We manually investigated other cases of network blocks only visible to active probing, identifying special cases that suggest absence of traffic on the public Internet, including clusters of /24 blocks apparently used as internal CDNs by large service providers. We plan a more thorough investigation of this behavior as future work.
The last row of Table Lost in Space: Improving Inference of IPv4 Address Space Utilization shows the final number (5.3M) of /24 blocks we infer as used combining our 7 active and passive datasets (leftmost leaf in Figure Lost in Space: Improving Inference of IPv4 Address Space Utilization). We subtract this from the total amount of BGP-routed space (10.4M) to arrive at an estimate of 5.1M routed unused /24 blocks, an impressive quantity of unused but BGP-reachable IPv4 space.

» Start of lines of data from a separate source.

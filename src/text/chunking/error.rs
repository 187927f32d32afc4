//! Error types for word-bounded text chunking
//!
//! Splitting itself never fails; only building a chunker from an invalid or
//! unreadable configuration does.

/// Error types for chunking configuration
#[derive(thiserror::Error, Debug)]
pub enum ChunkingError {
    #[error("Configuration error: {0}")]
    Configuration(String),

    #[error("Environment configuration error: {0}")]
    Environment(#[from] envy::Error),
}

/// Result type for chunking operations
pub type Result<T> = std::result::Result<T, ChunkingError>;

impl ChunkingError {
    /// Create a configuration error
    pub fn configuration<S: Into<String>>(msg: S) -> Self {
        Self::Configuration(msg.into())
    }

    /// Get error category for logging
    pub fn category(&self) -> &'static str {
        match self {
            Self::Configuration(_) => "configuration",
            Self::Environment(_) => "environment",
        }
    }
}

#[cfg(test)]
mod tests {
    use super::*;

    #[test]
    fn test_error_creation() {
        let error = ChunkingError::configuration("min_chunk_words too large");
        assert!(matches!(error, ChunkingError::Configuration(_)));
        assert_eq!(
            error.to_string(),
            "Configuration error: min_chunk_words too large"
        );
        assert_eq!(error.category(), "configuration");
    }

    #[test]
    fn test_error_from_envy() {
        #[derive(serde::Deserialize, Debug)]
        #[allow(dead_code)]
        struct Probe {
            value: u32,
        }

        let envy_error =
            envy::from_iter::<_, Probe>(vec![("VALUE".to_string(), "not a number".to_string())])
                .unwrap_err();
        let error: ChunkingError = envy_error.into();
        assert!(matches!(error, ChunkingError::Environment(_)));
        assert_eq!(error.category(), "environment");
    }
}
use anyhow::{Result, anyhow};
use rand::Rng;
use snowflake::SnowflakeIdBucket;
use std::sync::{Arc, Mutex};

/// Source of deck ids: snowflake ids, or a fixed value for tests
#[derive(Clone)]
pub enum IdGenerator {
    Snowflake(Arc<Mutex<SnowflakeIdBucket>>),
    Fixed(i64),
}

impl Default for IdGenerator {
    fn default() -> Self {
        Self::with_random_node()
    }
}

impl IdGenerator {
    // node_id: only the lower 10 bits are used (5 bit machine id + 5 bit node id)
    pub fn with_node(node_id: u32) -> Self {
        let node = (node_id & Self::NODE_MASK) as i32;
        let bucket = SnowflakeIdBucket::new(node >> 5, node);
        Self::Snowflake(Arc::new(Mutex::new(bucket)))
    }

    pub fn with_random_node() -> Self {
        let node = rand::rng().random::<u32>() & Self::NODE_MASK;
        tracing::debug!("using random node num for id generator: {}", node);
        Self::with_node(node)
    }

    const NODE_MASK: u32 = (1 << 10) - 1;

    pub fn next_id(&self) -> Result<i64> {
        match self {
            Self::Snowflake(bucket) => bucket
                .lock()
                .map(|mut b| b.get_id())
                .map_err(|e| anyhow!("generate id error: {:?}", e)),
            Self::Fixed(id) => Ok(*id),
        }
    }
}

#[cfg(test)]
mod tests {
    use super::*;
    use itertools::Itertools;
    use std::collections::HashSet;
    use tokio::task::JoinSet;

    #[test]
    fn test_fixed_id() {
        let generator = IdGenerator::Fixed(42);
        assert_eq!(generator.next_id().unwrap(), 42);
        assert_eq!(generator.next_id().unwrap(), 42);
    }

    #[test]
    fn test_ids_increase() {
        let generator = IdGenerator::with_node(3);
        let ids: Vec<i64> = (0..100).map(|_| generator.next_id().unwrap()).collect();
        assert!(ids.iter().tuple_windows().all(|(a, b)| a < b));
    }

    #[tokio::test]
    async fn test_unique_across_tasks() {
        let generator = IdGenerator::with_random_node();
        let mut set = JoinSet::new();
        for _ in 0..16 {
            let generator = generator.clone();
            set.spawn(async move {
                (0..500)
                    .map(|_| generator.next_id().unwrap())
                    .collect_vec()
            });
        }

        let mut ids = HashSet::<i64>::new();
        while let Some(res) = set.join_next().await {
            ids.extend(res.unwrap());
        }
        assert_eq!(ids.len(), 16 * 500);
    }
}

What is the improvement of our combined approach to infer utilization in the routed space with respect to the state of the art (ISI census)?
We consider the ISI Census [?] to be the state of the art in inferring address space utilization within the routed space. Since there is no ground truth available about which routed space is actually utilized, we present our results in terms of additional IPv4 space coverage we obtain when combining our 7 datasets (which include ISI). We consider coverage at three different levels: (i) the percentage of routed /24 blocks inferred as used (global coverage); (ii) the percentage of ASes announcing the /24 blocks inferred as used out of the ASes that announce at least one BGP prefix (44628 ASes) (AS-level coverage); (iii) for each AS, the percentage of routed /24 blocks inferred as used (intra-AS coverage). AS-level coverage is the only case in which we expect the upper bound to approximate ground truth (i.e., it is reasonable to assume that an AS announcing prefixes on BGP uses at least one /24 block).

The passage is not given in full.